Models
Compare the Speech to Text models and choose the right one for your audio.
Speechmatics offers three models for Speech to Text: Enhanced, Standard, and Melia 1. All three use the same API. The model you choose determines accuracy, how multilingual audio is handled, and which processing modes and regions are available.
Compare the models
Enhanced and Standard are feature-identical and differ only in accuracy and speed: Enhanced delivers the highest accuracy, and Standard prioritizes throughput. Melia 1 matches Standard for accuracy and adds automatic multilingual transcription, but it is available for Batch only and supports a reduced feature set. Speech intelligence covers translation, summarization, topic detection, chapters, sentiment, and audio events.
Choose a model
Use Enhanced for the highest accuracy on single-language audio, such as medical, legal, or subtitling work.
Use Standard when throughput, cost, or latency matter more than the last increment of accuracy, such as archival transcription, content indexing, or large-scale captioning.
Use Melia 1 for audio that contains more than one language, including speakers who switch language mid-conversation. It offers fast turnaround and accuracy on par with Standard.
Specify a model
Set the model property in your transcription config. If you do not set it, the standard model is used.
This config selects the enhanced model:
{
"type": "transcription",
"transcription_config": {
"model": "enhanced",
"language": "en"
}
}
Enhanced and Standard are available for Realtime and Batch transcription. Melia 1 is available for Batch transcription only.
Melia 1
Melia 1 is a multilingual model. It transcribes audio that contains more than one language, including speakers who switch language mid-conversation, and returns a single continuous transcript. It does not require you to select a language pack, and its accuracy is on par with the Standard model.

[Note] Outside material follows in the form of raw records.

//! Face collection administration: initialise, list enrolled faces, ping.

use crate::http::{self, string_or_number, TransportError};
use serde::Deserialize;
use std::time::Duration;

const PING_TIMEOUT: Duration = Duration::from_secs(5);

#[derive(Debug, Clone, Default, Deserialize)]
pub struct CollectionStatus {
    #[serde(default)]
    pub success: bool,
    #[serde(default)]
    pub message: String,
}

#[derive(Debug, Clone, Deserialize)]
#[serde(rename_all = "camelCase")]
pub struct EnrolledFace {
    #[serde(default, deserialize_with = "string_or_number")]
    pub student_id: Option<String>,
    pub face_id: String,
    #[serde(default)]
    pub confidence: f32,
    #[serde(default)]
    pub image_id: Option<String>,
}

#[derive(Debug, Clone, Default, Deserialize)]
#[serde(rename_all = "camelCase")]
pub struct FaceList {
    #[serde(default)]
    pub success: bool,
    #[serde(default)]
    pub total_faces: usize,
    #[serde(default)]
    pub faces: Vec<EnrolledFace>,
    #[serde(default)]
    pub collection_id: String,
    #[serde(default)]
    pub region: String,
    pub error: Option<String>,
}

pub struct AdminClient {
    http: reqwest::Client,
    create_collection_url: String,
    list_faces_url: String,
    recognize_url: String,
}

impl AdminClient {
    pub fn new(
        http: reqwest::Client,
        create_collection_url: impl Into<String>,
        list_faces_url: impl Into<String>,
        recognize_url: impl Into<String>,
    ) -> Self {
        Self {
            http,
            create_collection_url: create_collection_url.into(),
            list_faces_url: list_faces_url.into(),
            recognize_url: recognize_url.into(),
        }
    }

    /// Create the backend face collection.
    pub async fn create_collection(&self) -> Result<CollectionStatus, TransportError> {
        tracing::info!(url = %self.create_collection_url, "creating face collection");
        http::post_json(&self.http, &self.create_collection_url, &serde_json::json!({}))
            .await?
            .error_for_status()?
            .json()
    }

    pub async fn list_faces(&self) -> Result<FaceList, TransportError> {
        let list: FaceList = http::get(&self.http, &self.list_faces_url, None)
            .await?
            .error_for_status()?
            .json()?;
        tracing::info!(total = list.total_faces, returned = list.faces.len(), "fetched enrolled faces");
        Ok(list)
    }

    /// True if the recognition endpoint answers at all, whatever the status.
    pub async fn ping(&self) -> bool {
        match http::get(&self.http, &self.recognize_url, Some(PING_TIMEOUT)).await {
            Ok(reply) => {
                tracing::info!(status = reply.status.as_u16(), "recognition endpoint reachable");
                true
            }
            Err(err) => {
                tracing::warn!(error = %err, "recognition endpoint unreachable");
                false
            }
        }
    }
}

Set "model": "melia-1" and "language": "multi":
{
"type": "transcription",
"transcription_config": {
"model": "melia-1",
"language": "multi"
}
}
Melia 1 requires language to be set to multi. Any other value returns an error.
Melia 1 is available for Batch transcription in the EU and US regions only. It is not available in the Australia (AU1) region.
For the full list of Batch endpoints, refer to Authentication.
Melia 1 matches the Enhanced and Standard models for core transcription features, including diarization, word timings, punctuation, notifications, and output locale. It does not yet support the following features, which are available with the Enhanced and Standard models:
- Custom vocabulary and formatting: custom dictionary, find and replace, spoken form output, profanity tagging
- Output detail: confidence scores, entity detection, audio filtering
- Speech intelligence: audio events, translation, summarization, chapters, topics, sentiment
Melia 1 is an early-access model and its feature support is expanding. Check the release notes for the latest.
To configure language hints and read the per-language output metadata, refer to Input and Output.
Operating points
The model property replaces the operating_point property. Existing configs that use operating_point continue to transcribe without changes.
In SaaS (cloud) deployments, operating_point is deprecated. It maps to model and accepts the same enhanced and standard values. Use model going forward.